▶ [Records]
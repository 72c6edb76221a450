use crate::animation::value::{Property, Value};
use crate::foundation::core::{Affine, Rgba8, Vec2};

/// Visual state of one render target, as last written by the timeline engine.
#[derive(Clone, Copy, Debug, PartialEq, serde::Serialize, serde::Deserialize)]
pub struct Style {
    /// Opacity in `[0, 1]`.
    pub opacity: f64,
    /// Horizontal translation in pixels.
    pub x: f64,
    /// Vertical translation in pixels.
    pub y: f64,
    /// Depth translation in pixels.
    pub z: f64,
    /// Uniform scale.
    pub scale: f64,
    /// Horizontal scale multiplier.
    pub scale_x: f64,
    /// Vertical scale multiplier.
    pub scale_y: f64,
    /// In-plane rotation in degrees.
    pub rotation: f64,
    /// X-axis rotation in degrees.
    pub rotate_x: f64,
    /// Y-axis rotation in degrees.
    pub rotate_y: f64,
    /// Horizontal skew in degrees.
    pub skew_x: f64,
    /// Blur radius in pixels.
    pub blur: f64,
    /// Foreground color.
    pub color: Rgba8,
    /// Bottom border color.
    pub border_color: Rgba8,
}

impl Default for Style {
    fn default() -> Self {
        Self {
            opacity: 1.0,
            x: 0.0,
            y: 0.0,
            z: 0.0,
            scale: 1.0,
            scale_x: 1.0,
            scale_y: 1.0,
            rotation: 0.0,
            rotate_x: 0.0,
            rotate_y: 0.0,
            skew_x: 0.0,
            blur: 0.0,
            color: Rgba8::white(),
            border_color: Rgba8::transparent(),
        }
    }
}

impl Style {
    /// Read the current value of `prop`.
    pub fn get(&self, prop: Property) -> Value {
        match prop {
            Property::Opacity => Value::Scalar(self.opacity),
            Property::X => Value::Scalar(self.x),
            Property::Y => Value::Scalar(self.y),
            Property::Z => Value::Scalar(self.z),
            Property::Translate => Value::Vec2(Vec2::new(self.x, self.y)),
            Property::Scale => Value::Scalar(self.scale),
            Property::ScaleX => Value::Scalar(self.scale_x),
            Property::ScaleY => Value::Scalar(self.scale_y),
            Property::Rotation => Value::Scalar(self.rotation),
            Property::RotateX => Value::Scalar(self.rotate_x),
            Property::RotateY => Value::Scalar(self.rotate_y),
            Property::SkewX => Value::Scalar(self.skew_x),
            Property::Blur => Value::Scalar(self.blur),
            Property::Color => Value::Color(self.color),
            Property::BorderColor => Value::Color(self.border_color),
        }
    }

    /// Write `value` into `prop`. Values of the wrong kind are ignored.
    pub fn set(&mut self, prop: Property, value: Value) {
        match (prop, value) {
            (Property::Opacity, Value::Scalar(v)) => self.opacity = v.clamp(0.0, 1.0),
            (Property::X, Value::Scalar(v)) => self.x = v,
            (Property::Y, Value::Scalar(v)) => self.y = v,
            (Property::Z, Value::Scalar(v)) => self.z = v,
            (Property::Translate, Value::Vec2(v)) => {
                self.x = v.x;
                self.y = v.y;
            }
            (Property::Scale, Value::Scalar(v)) => self.scale = v,
            (Property::ScaleX, Value::Scalar(v)) => self.scale_x = v,
            (Property::ScaleY, Value::Scalar(v)) => self.scale_y = v,
            (Property::Rotation, Value::Scalar(v)) => self.rotation = v,
            (Property::RotateX, Value::Scalar(v)) => self.rotate_x = v,
            (Property::RotateY, Value::Scalar(v)) => self.rotate_y = v,
            (Property::SkewX, Value::Scalar(v)) => self.skew_x = v,
            (Property::Blur, Value::Scalar(v)) => self.blur = v.max(0.0),
            (Property::Color, Value::Color(c)) => self.color = c,
            (Property::BorderColor, Value::Color(c)) => self.border_color = c,
            (prop, value) => {
                tracing::debug!(?prop, ?value, "ignoring value of mismatched kind");
            }
        }
    }

    /// The 2D part of this style as an affine transform around `anchor`.
    ///
    /// Perspective rotations (`rotate_x`, `rotate_y`) and depth are left to the embedder.
    pub fn to_affine(&self, anchor: Vec2) -> Affine {
        let t_translate = Affine::translate(Vec2::new(self.x, self.y));
        let t_anchor = Affine::translate(anchor);
        let t_unanchor = Affine::translate(-anchor);
        let t_rotate = Affine::rotate(self.rotation.to_radians());
        let t_skew = Affine::skew(self.skew_x.to_radians().tan(), 0.0);
        let t_scale =
            Affine::scale_non_uniform(self.scale * self.scale_x, self.scale * self.scale_y);

        // T(translate) * T(anchor) * R(rot) * K(skew) * S(scale) * T(-anchor)
        t_translate * t_anchor * t_rotate * t_skew * t_scale * t_unanchor
    }
}
//! Render targets written by the timeline engine.
//!
//! The engine never creates or destroys visual content on its own: sections and overlays insert
//! elements into a [`RenderTree`] and address them through [`ElementId`] handles. A handle whose
//! element was removed simply stops resolving, so late writes after an unmount are dropped.

/// Per-element visual state.
pub mod style;
/// Generational arena of render targets.
pub mod tree;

▶ [Task statement] Exactly the lines from the one that holds "A handle whose" through the final line of the records above should be written out, and only those.

▶ [Your response]
//! elements into a [`RenderTree`] and address them through [`ElementId`] handles. A handle whose
//! element was removed simply stops resolving, so late writes after an unmount are dropped.

/// Per-element visual state.
pub mod style;
/// Generational arena of render targets.
pub mod tree;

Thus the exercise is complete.